[Data excerpts]
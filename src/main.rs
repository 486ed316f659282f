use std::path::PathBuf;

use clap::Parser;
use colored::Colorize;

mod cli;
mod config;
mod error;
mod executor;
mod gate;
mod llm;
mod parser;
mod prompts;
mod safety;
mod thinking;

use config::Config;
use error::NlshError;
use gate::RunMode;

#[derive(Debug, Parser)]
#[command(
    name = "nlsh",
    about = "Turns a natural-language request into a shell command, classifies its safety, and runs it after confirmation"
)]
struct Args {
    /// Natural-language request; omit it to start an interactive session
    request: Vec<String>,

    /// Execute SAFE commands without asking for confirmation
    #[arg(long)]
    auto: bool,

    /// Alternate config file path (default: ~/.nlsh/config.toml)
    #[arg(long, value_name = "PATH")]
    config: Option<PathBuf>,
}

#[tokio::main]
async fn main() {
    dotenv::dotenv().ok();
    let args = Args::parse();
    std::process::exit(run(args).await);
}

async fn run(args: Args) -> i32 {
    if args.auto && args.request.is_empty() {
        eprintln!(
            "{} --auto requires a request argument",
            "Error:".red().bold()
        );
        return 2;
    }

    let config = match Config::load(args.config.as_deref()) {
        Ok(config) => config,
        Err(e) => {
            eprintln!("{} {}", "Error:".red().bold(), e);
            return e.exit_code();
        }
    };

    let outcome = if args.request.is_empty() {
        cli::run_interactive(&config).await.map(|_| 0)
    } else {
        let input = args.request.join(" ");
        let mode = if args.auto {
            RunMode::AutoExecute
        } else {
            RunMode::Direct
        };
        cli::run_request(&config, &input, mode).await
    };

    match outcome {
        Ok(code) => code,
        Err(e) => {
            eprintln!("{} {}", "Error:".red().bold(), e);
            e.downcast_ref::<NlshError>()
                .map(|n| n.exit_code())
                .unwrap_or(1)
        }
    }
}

==

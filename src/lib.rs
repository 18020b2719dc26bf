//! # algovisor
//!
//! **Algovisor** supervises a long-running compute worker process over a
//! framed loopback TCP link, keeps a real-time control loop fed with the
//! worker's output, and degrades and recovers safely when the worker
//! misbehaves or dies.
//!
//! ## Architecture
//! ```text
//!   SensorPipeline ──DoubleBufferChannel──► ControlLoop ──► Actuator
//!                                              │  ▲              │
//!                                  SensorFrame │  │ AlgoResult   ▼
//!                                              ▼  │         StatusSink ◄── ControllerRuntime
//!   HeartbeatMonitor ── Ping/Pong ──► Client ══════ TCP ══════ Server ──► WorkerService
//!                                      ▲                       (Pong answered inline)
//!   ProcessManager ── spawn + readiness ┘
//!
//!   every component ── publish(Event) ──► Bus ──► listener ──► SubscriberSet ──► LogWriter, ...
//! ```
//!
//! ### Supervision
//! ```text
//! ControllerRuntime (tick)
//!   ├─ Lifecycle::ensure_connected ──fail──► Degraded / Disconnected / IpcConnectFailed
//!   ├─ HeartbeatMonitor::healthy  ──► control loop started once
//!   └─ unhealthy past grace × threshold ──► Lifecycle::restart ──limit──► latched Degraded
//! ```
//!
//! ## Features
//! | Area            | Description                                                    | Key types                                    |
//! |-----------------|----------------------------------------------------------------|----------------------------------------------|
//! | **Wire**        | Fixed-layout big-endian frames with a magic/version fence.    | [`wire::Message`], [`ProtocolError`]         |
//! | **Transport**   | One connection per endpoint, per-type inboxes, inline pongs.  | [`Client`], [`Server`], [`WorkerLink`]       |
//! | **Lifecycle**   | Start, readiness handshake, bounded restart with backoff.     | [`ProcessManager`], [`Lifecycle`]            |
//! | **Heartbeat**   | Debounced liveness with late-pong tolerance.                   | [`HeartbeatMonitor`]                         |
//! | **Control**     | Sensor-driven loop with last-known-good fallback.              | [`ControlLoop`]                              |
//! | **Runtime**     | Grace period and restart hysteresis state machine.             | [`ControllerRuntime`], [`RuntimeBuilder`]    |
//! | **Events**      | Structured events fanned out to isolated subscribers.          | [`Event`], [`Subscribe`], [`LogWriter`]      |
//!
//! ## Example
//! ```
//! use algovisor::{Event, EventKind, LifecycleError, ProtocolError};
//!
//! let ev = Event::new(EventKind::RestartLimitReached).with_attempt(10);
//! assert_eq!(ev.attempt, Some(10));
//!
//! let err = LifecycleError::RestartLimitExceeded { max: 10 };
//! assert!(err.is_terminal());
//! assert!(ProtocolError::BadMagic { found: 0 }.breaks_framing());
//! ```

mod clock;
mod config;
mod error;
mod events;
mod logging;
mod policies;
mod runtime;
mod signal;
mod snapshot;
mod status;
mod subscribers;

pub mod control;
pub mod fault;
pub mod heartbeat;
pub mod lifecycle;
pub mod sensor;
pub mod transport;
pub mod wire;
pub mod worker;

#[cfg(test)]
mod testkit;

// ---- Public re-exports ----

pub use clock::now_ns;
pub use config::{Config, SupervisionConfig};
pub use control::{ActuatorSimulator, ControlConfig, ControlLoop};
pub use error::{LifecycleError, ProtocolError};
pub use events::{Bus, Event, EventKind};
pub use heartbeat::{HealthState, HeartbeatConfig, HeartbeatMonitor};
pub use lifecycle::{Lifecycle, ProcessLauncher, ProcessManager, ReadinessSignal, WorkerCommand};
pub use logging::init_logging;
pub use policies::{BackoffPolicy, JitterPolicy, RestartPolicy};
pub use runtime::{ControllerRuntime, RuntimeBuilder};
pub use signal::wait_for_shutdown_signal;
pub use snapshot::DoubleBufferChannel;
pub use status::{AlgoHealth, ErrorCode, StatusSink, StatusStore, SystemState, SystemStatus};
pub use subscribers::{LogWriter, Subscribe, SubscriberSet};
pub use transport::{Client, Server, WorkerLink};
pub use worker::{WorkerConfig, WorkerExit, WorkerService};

§ **Exercise description**:
Within the entries above, find each line where "logging" appears; copy every one.

§ **Output below**:
mod logging;
pub use logging::init_logging;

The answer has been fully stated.